A sign suggesting social distancing posted in front of a playground.

Life after flattening curve will not be business as usual

Dipali Pathak


Houston, TX -

When putting out a brushfire, you have to be mindful of residual embers that can rekindle the fire. An infectious diseases expert at Baylor College of Medicine said that the same can be said for COVID-19, and we need to do everything that we can to prevent a rekindling of the disease.

“We don’t know what it will look like after this initial wave,” said Dr. Robert Atmar, professor of infectious diseases at Baylor. “We don’t know whether one or more subsequent waves will occur and cause annual epidemics. We don’t yet know what the pattern will be.”

That’s why it’s important to be aware of what public health authorities are reporting now and after we’ve flattened the curve, he said. Disease activity will be monitored, and they can inform communities if the cases begin to increase again.

The goal of flattening the curve is to decrease the rate at which people are infected so that the healthcare system can manage the number of cases. However, flattening the curve doesn’t necessarily mean that we can decrease the total number of people who are ultimately infected.

Those who are at high risk for serious complications due to COVID-19 will still have the same risk if they are infected, and flattening the curve will not impact the disease severity. So it’s important to remain cautious. Social distancing measures need to stay in place even after a region peaks in order to keep the curve flat. However, one advantage of flattening the curve is that there may be more medical resources available to help manage the cases, as well as new treatments.

Atmar said he hopes for a vaccine or treatment by the time a second or third wave occurs, but currently there are no proven effective treatments.
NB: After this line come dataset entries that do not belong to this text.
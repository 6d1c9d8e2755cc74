use common::{Result, ScanError};

/// Calculate RSI using Wilder's Smoothing
///
/// The first value (at index `period`) is seeded with the simple average of the
/// first `period` changes, later values use smoothing factor 1/period.
///
/// # Arguments
/// * `prices` - Slice of closing prices
/// * `period` - RSI period (typically 14)
///
/// # Returns
/// Vector of RSI values aligned with `prices`, NaN during warm-up.
/// RSI is exactly 100 whenever the average loss is zero.
pub fn calculate_rsi(prices: &[f64], period: usize) -> Result<Vec<f64>> {
    let n = prices.len();
    if period == 0 {
        return Err(ScanError::InvalidParameter("RSI period must be > 0".to_string()));
    }
    if n < period + 1 {
        return Err(ScanError::insufficient("rsi", period + 1, n));
    }

    let mut rsi = vec![f64::NAN; n];
    let alpha = 1.0 / period as f64;

    let mut avg_gain = 0.0;
    let mut avg_loss = 0.0;
    for i in 1..=period {
        let delta = prices[i] - prices[i - 1];
        if delta > 0.0 {
            avg_gain += delta;
        } else {
            avg_loss += delta.abs();
        }
    }
    avg_gain /= period as f64;
    avg_loss /= period as f64;
    rsi[period] = rsi_from_averages(avg_gain, avg_loss);

    for i in (period + 1)..n {
        let delta = prices[i] - prices[i - 1];
        let gain = if delta > 0.0 { delta } else { 0.0 };
        let loss = if delta < 0.0 { delta.abs() } else { 0.0 };

        avg_gain = avg_gain * (1.0 - alpha) + gain * alpha;
        avg_loss = avg_loss * (1.0 - alpha) + loss * alpha;
        rsi[i] = rsi_from_averages(avg_gain, avg_loss);
    }

    Ok(rsi)
}

fn rsi_from_averages(avg_gain: f64, avg_loss: f64) -> f64 {
    if avg_loss == 0.0 {
        return 100.0;
    }
    let rs = avg_gain / avg_loss;
    (100.0 - (100.0 / (1.0 + rs))).clamp(0.0, 100.0)
}
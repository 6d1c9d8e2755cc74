use std::fs::File;
use std::io::BufReader;
use std::path::Path;

use chrono::{DateTime, NaiveDate, NaiveDateTime, NaiveTime, TimeZone, Utc};
use common::{Bar, Result, ScanError, Series};
use tracing::debug;

fn parse_field<T: std::str::FromStr>(value: &str, field: &str, line: usize) -> Result<T> {
    value
        .trim()
        .parse()
        .map_err(|_| ScanError::CsvError(format!("Invalid {} on line {}: {:?}", field, line, value)))
}

/// Load bars from CSV file
///
/// Expected columns: timestamp, open, high, low, close, volume. Extra columns
/// are ignored, short rows are skipped.
pub fn load_csv(path: &Path) -> Result<Series> {
    let file = File::open(path).map_err(|e| ScanError::DataLoadError(e.to_string()))?;
    let reader = BufReader::new(file);
    let mut csv_reader = csv::ReaderBuilder::new()
        .has_headers(true)
        .flexible(true)
        .from_reader(reader);

    let mut bars = Vec::new();
    let mut skipped = 0usize;

    for (i, result) in csv_reader.records().enumerate() {
        let record = result.map_err(|e| ScanError::CsvError(e.to_string()))?;
        let line = i + 2;

        if record.len() < 6 {
            skipped += 1;
            continue;
        }

        bars.push(Bar {
            timestamp: parse_timestamp(&record[0])?,
            open: parse_field(&record[1], "open", line)?,
            high: parse_field(&record[2], "high", line)?,
            low: parse_field(&record[3], "low", line)?,
            close: parse_field(&record[4], "close", line)?,
            volume: parse_field(&record[5], "volume", line)?,
        });
    }

    if skipped > 0 {
        debug!(path = %path.display(), skipped, "skipped short CSV rows");
    }

    Series::new(bars)
}

/// Load bars from JSON file (an array of bars)
pub fn load_json(path: &Path) -> Result<Series> {
    let file = File::open(path).map_err(|e| ScanError::DataLoadError(e.to_string()))?;
    let reader = BufReader::new(file);
    let bars: Vec<Bar> = serde_json::from_reader(reader)?;
    Series::new(bars)
}

/// Parse timestamp from various formats
pub fn parse_timestamp(s: &str) -> Result<DateTime<Utc>> {
    let s = s.trim();
    if let Ok(dt) = DateTime::parse_from_rfc3339(s) {
        return Ok(dt.with_timezone(&Utc));
    }

    let datetime_formats = ["%Y-%m-%d %H:%M:%S", "%Y-%m-%dT%H:%M:%S", "%Y/%m/%d %H:%M:%S"];
    for fmt in &datetime_formats {
        if let Ok(dt) = NaiveDateTime::parse_from_str(s, fmt) {
            return Ok(Utc.from_utc_datetime(&dt));
        }
    }

    for fmt in &["%Y-%m-%d", "%Y/%m/%d"] {
        if let Ok(date) = NaiveDate::parse_from_str(s, fmt) {
            return Ok(Utc.from_utc_datetime(&date.and_time(NaiveTime::MIN)));
        }
    }

    // Unix timestamp (seconds)
    if let Ok(ts) = s.parse::<i64>() {
        if let Some(dt) = DateTime::from_timestamp(ts, 0) {
            return Ok(dt);
        }
    }

    Err(ScanError::CsvError(format!("Unable to parse timestamp: {}", s)))
}
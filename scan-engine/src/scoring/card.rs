use std::collections::BTreeMap;

use common::config::GradeBand;
use common::{CategoryScore, GateResult, ScoreBreakdown};

use super::grade::grade_for;
use super::synergy::SynergyOutcome;

/// Collects bounded category scores for one engine run.
///
/// Each category is clamped to its own maximum as it is added and synergy is
/// bounded by its own ceiling. The quality multiplier applies to the sum, and
/// the total is clamped to the engine scale once, in [`ScoreCard::finish`].
#[derive(Debug, Clone)]
pub struct ScoreCard {
    engine: String,
    max_score: f64,
    categories: BTreeMap<String, CategoryScore>,
}

impl ScoreCard {
    pub fn new(engine: &str, max_score: f64) -> Self {
        Self {
            engine: engine.to_string(),
            max_score,
            categories: BTreeMap::new(),
        }
    }

    pub fn add(&mut self, name: &str, earned: f64, max: f64) {
        let earned = if earned.is_finite() { earned.clamp(0.0, max) } else { 0.0 };
        self.categories.insert(
            name.to_string(),
            CategoryScore {
                earned,
                max,
                available: true,
            },
        );
    }

    /// Category whose input was missing; scores zero
    pub fn unavailable(&mut self, name: &str, max: f64) {
        self.categories.insert(
            name.to_string(),
            CategoryScore {
                earned: 0.0,
                max,
                available: false,
            },
        );
    }

    pub fn subtotal(&self) -> f64 {
        self.categories.values().map(|c| c.earned).sum()
    }

    /// Share of categories that had their inputs, 1.0 for an empty card
    pub fn available_fraction(&self) -> f64 {
        if self.categories.is_empty() {
            return 1.0;
        }
        let available = self.categories.values().filter(|c| c.available).count();
        available as f64 / self.categories.len() as f64
    }

    pub fn finish(
        self,
        synergy: SynergyOutcome,
        synergy_ceiling: f64,
        quality_floor: f64,
        gates: Vec<GateResult>,
        grades: &[GradeBand],
    ) -> ScoreBreakdown {
        let synergy_points = synergy.points.clamp(0.0, synergy_ceiling.max(0.0));
        let raw_total = self.subtotal() + synergy_points;
        let quality_multiplier = quality_floor + (1.0 - quality_floor) * self.available_fraction();
        let total = (raw_total * quality_multiplier).clamp(0.0, self.max_score);
        let (grade, confidence) = grade_for(total, grades);
        let disqualified = gates.iter().any(GateResult::disqualifies);

        ScoreBreakdown {
            engine: self.engine,
            categories: self.categories,
            synergy_points,
            synergy_ceiling,
            applied_bonuses: synergy.applied,
            raw_total,
            quality_multiplier,
            total,
            max_score: self.max_score,
            grade,
            confidence,
            gates,
            disqualified,
        }
    }
}
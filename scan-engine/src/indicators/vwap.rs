use chrono::{Duration, NaiveDate};
use common::{Bar, Result, ScanError};
use tracing::debug;

/// Trading date of a bar once shifted by the session's UTC offset
pub fn session_date(bar: &Bar, utc_offset_minutes: i32) -> NaiveDate {
    (bar.timestamp + Duration::minutes(utc_offset_minutes as i64)).date_naive()
}

/// Calculate session VWAP
///
/// cumulative(typical price × volume) / cumulative(volume), reset whenever the
/// session date changes. A session with no volume so far yields NaN.
pub fn calculate_vwap(bars: &[Bar], utc_offset_minutes: i32) -> Result<Vec<f64>> {
    if bars.is_empty() {
        return Err(ScanError::insufficient("vwap", 1, 0));
    }

    let mut vwap = Vec::with_capacity(bars.len());
    let mut cum_pv = 0.0;
    let mut cum_vol = 0.0;
    let mut current: Option<NaiveDate> = None;

    for bar in bars {
        let date = session_date(bar, utc_offset_minutes);
        if current != Some(date) {
            current = Some(date);
            cum_pv = 0.0;
            cum_vol = 0.0;
        }

        let volume = bar.volume as f64;
        cum_pv += bar.typical_price() * volume;
        cum_vol += volume;

        if cum_vol > 0.0 {
            vwap.push(cum_pv / cum_vol);
        } else {
            let err = ScanError::degenerate("vwap", format!("no volume in session {}", date));
            debug!(%err, "substituting NaN");
            vwap.push(f64::NAN);
        }
    }

    Ok(vwap)
}
use common::config::{BreakoutWeights, ScoringConfig};
use common::ScoreBreakdown;

use super::card::ScoreCard;
use super::gates::evaluate_gates;
use super::synergy::apply_synergies;
use super::{ScoreEngine, ScoreInput};
use crate::patterns::{ChartPatternKind, ObvDivergence, VolumePattern};

pub const NARROW_RANGE: &str = "narrow_range";
pub const OBV: &str = "obv_divergence";
pub const SQUEEZE: &str = "squeeze";
pub const LEVEL_TEST: &str = "level_test";
pub const VOLUME: &str = "volume";
pub const PATTERN: &str = "chart_pattern";

/// Breakout probability, 0-100
pub struct BreakoutEngine {
    weights: BreakoutWeights,
    quality_floor: f64,
}

impl BreakoutEngine {
    pub fn new(config: &ScoringConfig) -> Self {
        Self {
            weights: config.breakout.clone(),
            quality_floor: config.quality_floor,
        }
    }
}

impl ScoreEngine for BreakoutEngine {
    fn name(&self) -> &'static str {
        "breakout"
    }

    fn score(&self, input: &ScoreInput<'_>) -> ScoreBreakdown {
        let w = &self.weights;
        let p = input.patterns;
        let mut card = ScoreCard::new(self.name(), w.max_score);

        match &p.narrow_range {
            Some(nr) => {
                let points = if nr.nr7 == Some(true) {
                    w.nr7_points
                } else if nr.nr4 == Some(true) {
                    w.nr4_points
                } else {
                    0.0
                };
                card.add(NARROW_RANGE, points, w.nr_max);
            }
            None => card.unavailable(NARROW_RANGE, w.nr_max),
        }

        match &p.obv {
            Some(obv) => {
                let points = match obv.divergence {
                    ObvDivergence::Bullish | ObvDivergence::HiddenBullish => w.obv_bullish_points,
                    ObvDivergence::Bearish => w.obv_bearish_points,
                    ObvDivergence::None => 0.0,
                };
                card.add(OBV, points, w.obv_max);
            }
            None => card.unavailable(OBV, w.obv_max),
        }

        match &p.squeeze {
            Some(sq) => {
                let points = if sq.fired {
                    w.squeeze_fired_points
                } else if sq.on {
                    w.squeeze_on_points
                } else {
                    0.0
                };
                card.add(SQUEEZE, points, w.squeeze_max);
            }
            None => card.unavailable(SQUEEZE, w.squeeze_max),
        }

        if input.levels.supports.is_empty() && input.levels.resistances.is_empty() {
            card.unavailable(LEVEL_TEST, w.level_test_max);
        } else {
            let points = match &p.level_test {
                Some(t) if t.touches >= w.level_test_strong_touches => w.level_test_strong_points,
                Some(_) => w.level_test_points,
                None => 0.0,
            };
            card.add(LEVEL_TEST, points, w.level_test_max);
        }

        match &p.volume {
            Some(v) => {
                let points = if v.contraction || v.pattern == VolumePattern::Surge {
                    w.volume_points
                } else {
                    0.0
                };
                card.add(VOLUME, points, w.volume_max);
            }
            None => card.unavailable(VOLUME, w.volume_max),
        }

        match &p.chart {
            Some(c) if c.kind != ChartPatternKind::None => card.add(PATTERN, w.pattern_points, w.pattern_max),
            Some(_) => card.add(PATTERN, 0.0, w.pattern_max),
            None => card.unavailable(PATTERN, w.pattern_max),
        }

        let synergy = apply_synergies(&w.synergies, &p.signals, w.synergy_ceiling);
        let gates = evaluate_gates(&w.gates, &input.gate_inputs());
        card.finish(synergy, w.synergy_ceiling, self.quality_floor, gates, &w.grades)
    }
}
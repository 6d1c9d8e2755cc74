use common::config::CatalystKeyword;
use common::NewsItem;
use serde::{Deserialize, Serialize};

/// Best-scoring news item among the most recent ones
#[derive(Debug, Clone, Default, PartialEq, Serialize, Deserialize)]
pub struct CatalystScore {
    pub points: f64,
    pub headline: Option<String>,
    pub matched: Vec<String>,
}

/// Sum of keyword points found in the headline or summary, case-insensitive, capped at `cap`
pub fn score_item(item: &NewsItem, keywords: &[CatalystKeyword], cap: f64) -> (f64, Vec<String>) {
    let text = format!("{} {}", item.headline, item.summary).to_lowercase();
    let mut points = 0.0;
    let mut matched = Vec::new();
    for kw in keywords {
        if text.contains(&kw.keyword.to_lowercase()) {
            points += kw.points;
            matched.push(kw.keyword.clone());
        }
    }
    (points.min(cap), matched)
}

pub fn score_news(news: &[NewsItem], keywords: &[CatalystKeyword], items: usize, cap: f64) -> CatalystScore {
    let mut best = CatalystScore::default();
    for item in news.iter().take(items) {
        let (points, matched) = score_item(item, keywords, cap);
        if points > best.points {
            best = CatalystScore {
                points,
                headline: Some(item.headline.clone()),
                matched,
            };
        }
    }
    best
}

#[cfg(test)]
mod tests {
    use super::*;
    use approx::assert_relative_eq;
    use common::config::OracleWeights;

    fn item(headline: &str) -> NewsItem {
        NewsItem {
            headline: headline.to_string(),
            summary: String::new(),
        }
    }

    #[test]
    fn test_keywords_sum_and_cap() {
        let w = OracleWeights::default();
        let (points, matched) = score_item(&item("FDA approval granted"), &w.news_keywords, w.news_max);
        // 30 + 25 capped at 30
        assert_relative_eq!(points, 30.0);
        assert_eq!(matched, vec!["FDA".to_string(), "approval".to_string()]);

        let (points, _) = score_item(&item("Signs new contract"), &w.news_keywords, w.news_max);
        assert_relative_eq!(points, 15.0);
    }

    #[test]
    fn test_best_of_recent_items() {
        let w = OracleWeights::default();
        let news = vec![
            item("Quarterly update"),
            item("Patent granted for coating process"),
            item("Strategic partnership with distributor"),
        ];
        let score = score_news(&news, &w.news_keywords, 5, w.news_max);
        assert_relative_eq!(score.points, 20.0);
        assert_eq!(score.headline.as_deref(), Some("Strategic partnership with distributor"));

        // Only the first item is considered
        let score = score_news(&news, &w.news_keywords, 1, w.news_max);
        assert_relative_eq!(score.points, 0.0);
        assert!(score.headline.is_none());
    }
}
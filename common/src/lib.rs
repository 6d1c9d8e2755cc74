pub mod config;
pub mod error;
pub mod names;
pub mod score;
pub mod types;

pub use config::ScanConfig;
pub use error::{Result, ScanError};
pub use score::*;
pub use types::*;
Whether you identify the disease in the first two days or the second week does not impact disease outcome.

“For the sake of everyone, particularly older adults, we need to continue to practice social distancing and proper hygiene,” Atmar said.

He also pointed out that we are now seeing adults between the ages of 20 and 55 having severe illness.

The more we learn about the virus as time goes on, the measures that we need to take to prevent and treat it will be better refined. If ‘normal’ activities resume too quickly, there is a danger that the virus could begin spreading again, he said.

“Social distancing, wearing masks and hand hygiene are the only measures available to protect us from infection until we have a vaccine,” Atmar said. “The key is that it’s not going to be business as usual once we get past the hump.”